President Donald Trump announced late Thursday that he was ending "all trade negotiations" with Canada because of a television ad opposing U.S. tariffs that he said misstated the facts and called "egregious behavior" aimed at influencing U.S. court decisions.
The Canadian political advertisement used the recorded voice of late President Ronald Reagan saying tariffs cause trade wars and economic disaster.
Trump, who imposed import tariffs on Canadian steel, aluminum and autos earlier this year, called the video ad fraudulent.
"TARIFFS ARE VERY IMPORTANT TO THE NATIONAL SECURITY, AND ECONOMY, OF THE U.S.A. Based on their egregious behavior, ALL TRADE NEGOTIATIONS WITH CANADA ARE HEREBY TERMINATED," he wrote on his social media site Truth Social.
Canada has responded to the tariffs with trade sanctions of its own, but the two sides have been in talks for weeks on a deal for the steel and aluminum sectors.
The post came after Canadian Prime Minister Mark Carney said he aims to double his country's exports to countries outside the U.S. because of the threat posed by Trump's tariffs.
Trump's call for an abrupt end to negotiations could further inflame trade tensions that already have been building between the two neighboring countries for months.
Carney's office didn't immediately respond to a request for comment. The prime minister was set to leave Friday morning for a summit in Asia, while Trump is set to do the same Friday evening.
Earlier Thursday night, the Ronald Reagan Presidential Foundation and Institute posted on social media platform X that an ad created by the government of Ontario "misrepresents the 'Presidential Radio Address to the Nation on Free and Fair Trade' dated April 25, 1987."
It added that Ontario did not receive foundation permission "to use and edit the remarks."
The foundation said it is "reviewing legal options in this matter" and invited the public to watch the unedited video of Reagan's address.
Trump posted, "The ad was for $75,000. They only did this to interfere with the decision of the U.S. Supreme Court, and other courts."
The video uses five complete sentences from the five-minute weekly address, spliced together out of sequence.
"When someone says, 'Let's impose tariffs on foreign imports,' it looks like they're doing the patriotic thing by protecting American products and jobs," Reagan says. "And sometimes for a short while it works – but only for a short time."
He also says: "...over the long run such trade barriers hurt every American worker and consumer," and that the result of trade wars is that "Markets shrink and collapse; businesses and industries shut down; and millions of people lose their jobs."

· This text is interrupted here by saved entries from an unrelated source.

//! Write Requests
//!
//! A write request is either a record mutation (insert/update/delete of one
//! domain record, tagged with its root type and relative cascade depth) or a
//! raw statement whose parameters are already bound.
//!
//! Both kinds know how to execute themselves immediately; the coordinator
//! decides whether they get that chance or are buffered instead.

use std::fmt;

use serde::{Deserialize, Serialize};
use serde_json::{Map, Value};

use crate::store::{BoundStatement, DescriptorRegistry, StoreBackend};

use super::errors::{BatchError, BatchResult};

/// Grouping key for buffered record writes.
///
/// Opaque: only compared and hashed, never resolved to a descriptor except
/// through a [`DescriptorRegistry`].
#[derive(Debug, Clone, PartialEq, Eq, Hash, PartialOrd, Ord, Serialize, Deserialize)]
#[serde(transparent)]
pub struct RootType(String);

impl RootType {
    pub fn new(name: impl Into<String>) -> Self {
        Self(name.into())
    }

    pub fn as_str(&self) -> &str {
        &self.0
    }
}

impl fmt::Display for RootType {
    fn fmt(&self, f: &mut fmt::Formatter<'_>) -> fmt::Result {
        f.write_str(&self.0)
    }
}

impl From<&str> for RootType {
    fn from(name: &str) -> Self {
        Self::new(name)
    }
}

/// Identifier assigned to every request accepted by a coordinator.
///
/// Used to hand generated keys back to the caller after a deferred insert.
#[derive(Debug, Clone, Copy, PartialEq, Eq, Hash, PartialOrd, Ord, Serialize, Deserialize)]
pub struct RequestId(pub u64);

impl fmt::Display for RequestId {
    fn fmt(&self, f: &mut fmt::Formatter<'_>) -> fmt::Result {
        write!(f, "#{}", self.0)
    }
}

/// Kind of record mutation
#[derive(Debug, Clone, Copy, PartialEq, Eq, Hash, Serialize, Deserialize)]
#[serde(rename_all = "snake_case")]
pub enum WriteKind {
    Insert,
    Update,
    Delete,
}

impl WriteKind {
    pub fn as_str(&self) -> &'static str {
        match self {
            WriteKind::Insert => "insert",
            WriteKind::Update => "update",
            WriteKind::Delete => "delete",
        }
    }
}

/// Insert, update or delete of one record.
#[derive(Debug, Clone, PartialEq, Serialize, Deserialize)]
pub struct RecordWrite {
    pub root: RootType,
    pub kind: WriteKind,
    /// Relative cascade depth, stamped by the caller's graph walk.
    #[serde(default)]
    pub depth: i32,
    /// Identity of the record; absent for inserts relying on a generated key.
    #[serde(default)]
    pub id: Option<Value>,
    #[serde(default)]
    pub values: Map<String, Value>,
}

impl RecordWrite {
    pub fn new(root: impl Into<RootType>, kind: WriteKind) -> Self {
        Self {
            root: root.into(),
            kind,
            depth: 0,
            id: None,
            values: Map::new(),
        }
    }

    pub fn insert(root: impl Into<RootType>) -> Self {
        Self::new(root, WriteKind::Insert)
    }

    pub fn update(root: impl Into<RootType>, id: impl Into<Value>) -> Self {
        Self::new(root, WriteKind::Update).with_id(id)
    }

    pub fn delete(root: impl Into<RootType>, id: impl Into<Value>) -> Self {
        Self::new(root, WriteKind::Delete).with_id(id)
    }

    pub fn with_id(mut self, id: impl Into<Value>) -> Self {
        self.id = Some(id.into());
        self
    }

    pub fn with_depth(mut self, depth: i32) -> Self {
        self.depth = depth;
        self
    }

    pub fn with_value(mut self, column: impl Into<String>, value: impl Into<Value>) -> Self {
        self.values.insert(column.into(), value.into());
        self
    }
}

/// A statement with its parameters already bound.
#[derive(Debug, Clone, PartialEq, Serialize, Deserialize)]
pub struct RawStatement {
    pub sql: String,
    #[serde(default)]
    pub params: Vec<Value>,
}

impl RawStatement {
    pub fn new(sql: impl Into<String>, params: Vec<Value>) -> Self {
        Self {
            sql: sql.into(),
            params,
        }
    }

    pub fn to_bound(&self) -> BoundStatement {
        BoundStatement::new(self.sql.clone(), self.params.clone())
    }
}

/// A unit of write work.
#[derive(Debug, Clone, PartialEq)]
pub enum WriteRequest {
    Record(RecordWrite),
    Raw(RawStatement),
}

impl WriteRequest {
    /// Root type of a record write; raw statements have none.
    pub fn root(&self) -> Option<&RootType> {
        match self {
            Self::Record(record) => Some(&record.root),
            Self::Raw(_) => None,
        }
    }

    /// Name for logging
    pub fn name(&self) -> &'static str {
        match self {
            Self::Record(record) => record.kind.as_str(),
            Self::Raw(_) => "statement",
        }
    }

    /// Produce the concrete statement for this request.
    ///
    /// Record writes delegate statement emission to their root type's descriptor.
    pub fn bind(&self, registry: &DescriptorRegistry) -> BatchResult<BoundStatement> {
        match self {
            Self::Record(record) => {
                let descriptor = registry
                    .get(&record.root)
                    .ok_or_else(|| BatchError::UnknownRootType(record.root.clone()))?;
                Ok(descriptor.bind(record))
            }
            Self::Raw(raw) => Ok(raw.to_bound()),
        }
    }

    /// Execute against the store right away, bypassing any buffering.
    pub fn execute_now(
        &self,
        registry: &DescriptorRegistry,
        store: &dyn StoreBackend,
        fetch_generated_keys: bool,
    ) -> BatchResult<WriteOutcome> {
        let statement = self.bind(registry)?;
        let fetch = fetch_generated_keys && statement.is_insert();
        let result = store
            .execute(&statement, fetch)
            .map_err(|e| BatchError::execution(statement.sql.as_str(), 0, e))?;
        Ok(WriteOutcome::Executed {
            rows: result.rows,
            generated_key: result.generated_key,
        })
    }
}

impl From<RecordWrite> for WriteRequest {
    fn from(record: RecordWrite) -> Self {
        Self::Record(record)
    }
}

impl From<RawStatement> for WriteRequest {
    fn from(raw: RawStatement) -> Self {
        Self::Raw(raw)
    }
}

/// What happened to a submitted request.
#[derive(Debug, Clone, PartialEq)]
pub enum WriteOutcome {
    /// Ran synchronously; the direct row count is known.
    Executed {
        rows: u64,
        generated_key: Option<Value>,
    },
    /// Buffered; no direct row count until the batch is flushed.
    Queued(RequestId),
}

impl WriteOutcome {
    pub fn rows(&self) -> Option<u64> {
        match self {
            Self::Executed { rows, .. } => Some(*rows),
            Self::Queued(_) => None,
        }
    }

    pub fn is_queued(&self) -> bool {
        matches!(self, Self::Queued(_))
    }
}
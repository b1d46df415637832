use crate::{Error, Result};

use super::{
    service::{check_quota, parse_identifier, required_fields, validate_field_rules, validate_payload},
    store::NoteStore,
    DeleteNoteResponse, NewNote, Note, NOTE_QUOTA,
};

fn no_note_found(id: &str) -> Error {
    Error::NotFound(format!("No Note found with id: {id}"))
}

pub async fn create_note(store: &dyn NoteStore, body: &[u8]) -> Result<Note> {
    let payload = validate_payload(body)?;

    if !check_quota(store.count().await?) {
        return Err(Error::QuotaExceeded);
    }

    let candidate = required_fields(payload)?;
    validate_field_rules(&candidate)?;

    let note = store
        .create_within_quota(candidate, NOTE_QUOTA)
        .await?
        .ok_or(Error::QuotaExceeded)?;

    tracing::info!("note {} has been created", note.id.simple());
    Ok(note)
}

pub async fn get_note(store: &dyn NoteStore, raw_id: &str) -> Result<Note> {
    let Some(id) = parse_identifier(raw_id)? else {
        return Err(no_note_found(raw_id));
    };

    store.find_by_id(id).await?.ok_or_else(|| no_note_found(raw_id))
}

pub async fn find_notes(store: &dyn NoteStore) -> Result<Vec<Note>> {
    store.find_all().await
}

pub async fn update_note(store: &dyn NoteStore, raw_id: &str, body: &[u8]) -> Result<Note> {
    let id = parse_identifier(raw_id)?;
    let changes = validate_payload(body)?;

    let Some(id) = id else {
        return Err(no_note_found(raw_id));
    };
    let mut note = store.find_by_id(id).await?.ok_or_else(|| no_note_found(raw_id))?;

    note.merge(changes);
    validate_field_rules(&NewNote::from(&note))?;

    let note = store.save(note).await?;

    tracing::info!("note {} has been updated", note.id.simple());
    Ok(note)
}

pub async fn delete_note(store: &dyn NoteStore, raw_id: &str) -> Result<DeleteNoteResponse> {
    let not_found = || Error::NotFound("Not found.".into());

    let Some(id) = parse_identifier(raw_id)? else {
        return Err(not_found());
    };
    let note = store.delete_by_id(id).await?.ok_or_else(not_found)?;

    tracing::info!("note {} has been removed", note.id.simple());
    Ok(DeleteNoteResponse {
        message: format!("Removed note with id: {}", note.id.simple()),
        note,
    })
}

The ad does not, however, mention that Reagan was using the address to explain that tariffs imposed on Japan by his administration should be seen as a sadly unavoidable exception to his basic belief in free trade as the key to prosperity.
Trump has called tariffs "the most beautiful word in the dictionary" and used them to apply pressure to countries around the world.
His trade war has increased U.S. tariffs to their highest levels since the 1930s and he has regularly threatened more duties, sparking concerns among businesses and economists.
Carney told reporters on Thursday that Canada will not allow unfair U.S. access to its markets if talks on various trade deals with Washington fail.
He met with Trump earlier this month to try to ease trade tensions, as the two countries and Mexico prepare for a review of the U.S.-Mexico-Canada Agreement – a trade deal Trump negotiated in his first term, but has since soured on.
More than three-quarters of Canadian exports go to the U.S., and nearly $2.7 billion worth of goods and services cross the border daily.
Trump said earlier this week that he had seen the ad on television and said that it showed that his tariffs were having an impact.
"I saw an ad last night from Canada. If I was Canada, I'd take that same ad also," he said then.
In his own post on X last week, Doug Ford, the premier of Ontario, posted a link to the ad and the message: "It's official: Ontario's new advertising campaign in the U.S. has launched."
He continued, "Using every tool we have, we'll never stop making the case against American tariffs on Canada. The way to prosperity is by working together."
"I heard that the president heard our ad. I'm sure he wasn't too happy," he said on Tuesday.
Ford previously got Trump's attention with an electricity surcharge to U.S. states. Trump responded by doubling steel and aluminum tariffs.
The president has moved to impose steep U.S. tariffs on many goods from Canada. In April, Canada's government imposed retaliatory levies on certain U.S. goods – but it carved out exemptions for some automakers to bring specific numbers of vehicles into the country, known as remission quotas.
Trump's tariffs have especially hurt Canada's auto sector, much of which is based in Ontario. This month, Stellantis said it would move a production line from Ontario to Illinois.